*** Extracted records Section Begins ***

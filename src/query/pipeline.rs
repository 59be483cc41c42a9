use crate::analysis::Tokenizer;
use crate::core::types::{DocId, Value};
use crate::index::{DocumentStore, FacetIndex, InvertedIndex, NumericIndex, Trie};
use crate::query::{Filter, FacetCounts, Hit, Query, SearchResult};
use crate::schema::Schema;
use crate::scoring::Bm25;
use std::collections::{BTreeSet, HashMap};
use std::time::Instant;

/// The Stage 1 allowed-set sentinel: either every document (no filters were
/// given) or the intersection computed from the filters that were given.
enum AllowedSet {
    All,
    Some(BTreeSet<DocId>),
}

impl AllowedSet {
    fn contains(&self, doc: DocId) -> bool {
        match self {
            AllowedSet::All => true,
            AllowedSet::Some(set) => set.contains(&doc),
        }
    }
}

pub struct QueryContext<'a> {
    pub schema: &'a Schema,
    pub tokenizer: &'a dyn Tokenizer,
    pub inverted: &'a InvertedIndex,
    pub trie: &'a Trie,
    pub facets: &'a FacetIndex,
    pub numeric: &'a NumericIndex,
    pub store: &'a DocumentStore,
    pub bm25: Bm25,
    pub phrase_bonus: f64,
}

/// Runs the three-stage pipeline of spec §4.6: filter, score, facet-count.
pub fn execute(query: &Query, ctx: &QueryContext) -> SearchResult {
    let started = Instant::now();

    let filters_applied = !query.filters.is_empty();
    let Some(allowed) = stage1_filter(query, ctx) else {
        return empty_result(started);
    };

    let scores = stage2_score(query, ctx, &allowed, filters_applied);
    if scores.is_empty() {
        return empty_result(started);
    }

    let mut ranked: Vec<(DocId, f64)> = scores.into_iter().collect();
    ranked.sort_by(|(doc_a, score_a), (doc_b, score_b)| {
        score_b
            .partial_cmp(score_a)
            .unwrap_or(std::cmp::Ordering::Equal)
            .then_with(|| doc_a.cmp(doc_b))
    });

    let facets = stage3_facets(query, ctx, &ranked);

    let hits = ranked
        .iter()
        .take(query.limit)
        .filter_map(|(doc_id, score)| {
            ctx.store.get(*doc_id).map(|document| Hit {
                id: document.id.clone(),
                score: *score,
                document: document.clone(),
            })
        })
        .collect();

    SearchResult {
        hits,
        count: ranked.len(),
        facets,
        elapsed: started.elapsed(),
    }
}

fn empty_result(started: Instant) -> SearchResult {
    SearchResult {
        hits: Vec::new(),
        count: 0,
        facets: FacetCounts::new(),
        elapsed: started.elapsed(),
    }
}

/// Returns `None` when the intersection becomes empty at any point (spec:
/// "return an empty result immediately"), `Some(AllowedSet::All)` when
/// `filters` was empty, otherwise the intersected allowed set.
fn stage1_filter(query: &Query, ctx: &QueryContext) -> Option<AllowedSet> {
    if query.filters.is_empty() {
        return Some(AllowedSet::All);
    }

    let mut allowed: Option<BTreeSet<DocId>> = None;
    for (field, filter) in &query.filters {
        if ctx.schema.field(field).is_none() {
            continue; // unknown schema fields are ignored
        }
        let docs: BTreeSet<DocId> = match filter {
            Filter::Range(bounds) => {
                if bounds.is_empty() || !ctx.schema.is_sortable_number(field) {
                    continue; // InvalidFilter: no recognized bound keys, silently ignored
                }
                ctx.numeric.range(field, bounds)
            }
            Filter::Term(value) => ctx
                .facets
                .docs_for(field, value)
                .cloned()
                .unwrap_or_default(),
        };

        allowed = Some(match allowed {
            None => docs,
            Some(existing) => existing.intersection(&docs).copied().collect(),
        });

        if let Some(set) = &allowed {
            if set.is_empty() {
                return None;
            }
        }
    }

    Some(match allowed {
        None => AllowedSet::All,
        Some(set) => AllowedSet::Some(set),
    })
}

fn stage2_score(
    query: &Query,
    ctx: &QueryContext,
    allowed: &AllowedSet,
    filters_applied: bool,
) -> HashMap<DocId, f64> {
    let trimmed = query.q.trim();

    if trimmed.len() > 2 && trimmed.starts_with('"') && trimmed.ends_with('"') {
        return score_phrase(query, ctx, allowed);
    }

    if !trimmed.is_empty() {
        return score_terms(query, ctx, allowed);
    }

    let mut scores = HashMap::new();
    if filters_applied {
        for (doc_id, _) in ctx.store.iter() {
            if allowed.contains(*doc_id) {
                scores.insert(*doc_id, 1.0);
            }
        }
    }
    scores
}

fn score_phrase(query: &Query, ctx: &QueryContext, allowed: &AllowedSet) -> HashMap<DocId, f64> {
    let inner = &query.q.trim()[1..query.q.trim().len() - 1];
    let phrase_tokens = ctx.tokenizer.tokenize(inner);
    if phrase_tokens.is_empty() {
        return HashMap::new();
    }

    let mut candidates: Option<BTreeSet<DocId>> = None;
    for token in &phrase_tokens {
        let docs: BTreeSet<DocId> = ctx
            .inverted
            .postings(token)
            .map(|postings| postings.keys().copied().collect())
            .unwrap_or_default();
        candidates = Some(match candidates {
            None => docs,
            Some(existing) => existing.intersection(&docs).copied().collect(),
        });
    }
    let Some(candidates) = candidates else { return HashMap::new() };

    let total_docs = ctx.store.doc_count();
    let avg_len = ctx.store.average_length();
    let mut scores = HashMap::new();

    for doc_id in candidates {
        if !allowed.contains(doc_id) {
            continue;
        }
        if !phrase_matches(ctx, &phrase_tokens, doc_id) {
            continue;
        }
        let Some(doc_len) = ctx.store.length(doc_id) else { continue };
        let mut sum = 0.0;
        for token in &phrase_tokens {
            let Some(postings) = ctx.inverted.postings(token) else { continue };
            let Some(positions) = postings.get(&doc_id) else { continue };
            let df = ctx.inverted.document_frequency(token);
            let idf = ctx.bm25.idf(total_docs, df);
            sum += ctx.bm25.score_term(idf, positions.len(), doc_len, avg_len);
        }
        scores.insert(doc_id, sum * ctx.phrase_bonus);
    }

    scores
}

/// For every start position `p` in the first token's list, checks whether
/// each subsequent token `i` has position `p + i` in its own list. First
/// success wins — this is the spec's strictly-consecutive, in-order check.
fn phrase_matches(ctx: &QueryContext, tokens: &[String], doc_id: DocId) -> bool {
    let mut position_lists: Vec<&[u32]> = Vec::with_capacity(tokens.len());
    for token in tokens {
        let Some(postings) = ctx.inverted.postings(token) else { return false };
        let Some(positions) = postings.get(&doc_id) else { return false };
        position_lists.push(positions);
    }

    for &start in position_lists[0] {
        let mut all_consecutive = true;
        for (i, positions) in position_lists.iter().enumerate().skip(1) {
            let target = start + i as u32;
            if positions.binary_search(&target).is_err() {
                all_consecutive = false;
                break;
            }
        }
        if all_consecutive {
            return true;
        }
    }
    false
}

fn score_terms(query: &Query, ctx: &QueryContext, allowed: &AllowedSet) -> HashMap<DocId, f64> {
    let query_tokens = ctx.tokenizer.tokenize(&query.q);
    let total_docs = ctx.store.doc_count();
    let avg_len = ctx.store.average_length();
    let mut scores: HashMap<DocId, f64> = HashMap::new();

    for query_token in &query_tokens {
        let matches = find_matching_tokens(ctx, query_token, query.tolerance);
        let query_len = query_token.chars().count().max(1) as f64;

        for (index_token, distance) in matches {
            let Some(postings) = ctx.inverted.postings(&index_token) else { continue };
            let df = ctx.inverted.document_frequency(&index_token);
            let idf = ctx.bm25.idf(total_docs, df);
            let fuzzy_penalty = 1.0 - (distance as f64 / query_len);

            for (&doc_id, positions) in postings {
                if !allowed.contains(doc_id) {
                    continue;
                }
                let Some(doc_len) = ctx.store.length(doc_id) else { continue };
                let contribution =
                    ctx.bm25.score_term(idf, positions.len(), doc_len, avg_len) * fuzzy_penalty;
                *scores.entry(doc_id).or_insert(0.0) += contribution;
            }
        }
    }

    scores
}

/// Exact match preempts fuzzy expansion regardless of `tolerance` (property 6).
fn find_matching_tokens(ctx: &QueryContext, query_token: &str, tolerance: usize) -> Vec<(String, usize)> {
    if ctx.inverted.contains_token(query_token) {
        return vec![(query_token.to_string(), 0)];
    }
    if tolerance > 0 {
        return ctx.trie.search_fuzzy(query_token, tolerance);
    }
    Vec::new()
}

fn stage3_facets(query: &Query, ctx: &QueryContext, ranked: &[(DocId, f64)]) -> FacetCounts {
    let mut facets = FacetCounts::new();
    for field in &query.facets {
        if !ctx.facets.has_field(field) {
            continue;
        }
        let mut counts: HashMap<String, usize> = HashMap::new();
        for (doc_id, _) in ranked {
            let Some(document) = ctx.store.get(*doc_id) else { continue };
            let Some(value) = document.get_field(field) else { continue };
            for repr in facet_value_reprs(value) {
                *counts.entry(repr).or_insert(0) += 1;
            }
        }
        facets.insert(field.clone(), counts);
    }
    facets
}

fn facet_value_reprs(value: &Value) -> Vec<String> {
    match value {
        Value::String(s) => vec![s.clone()],
        Value::StringList(items) => items.clone(),
        Value::Number(n) => vec![n.to_string()],
        Value::Bool(b) => vec![b.to_string()],
    }
}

*** Extracted records Section Ends ***

[Requirement] Beginning with the line containing "all_consecutive = false;" in the material above, copy every line exactly until you have copied the line containing "find_matching_tokens(ctx, query_token, query.tolerance);".

[Result]
                all_consecutive = false;
                break;
            }
        }
        if all_consecutive {
            return true;
        }
    }
    false
}

fn score_terms(query: &Query, ctx: &QueryContext, allowed: &AllowedSet) -> HashMap<DocId, f64> {
    let query_tokens = ctx.tokenizer.tokenize(&query.q);
    let total_docs = ctx.store.doc_count();
    let avg_len = ctx.store.average_length();
    let mut scores: HashMap<DocId, f64> = HashMap::new();

    for query_token in &query_tokens {
        let matches = find_matching_tokens(ctx, query_token, query.tolerance);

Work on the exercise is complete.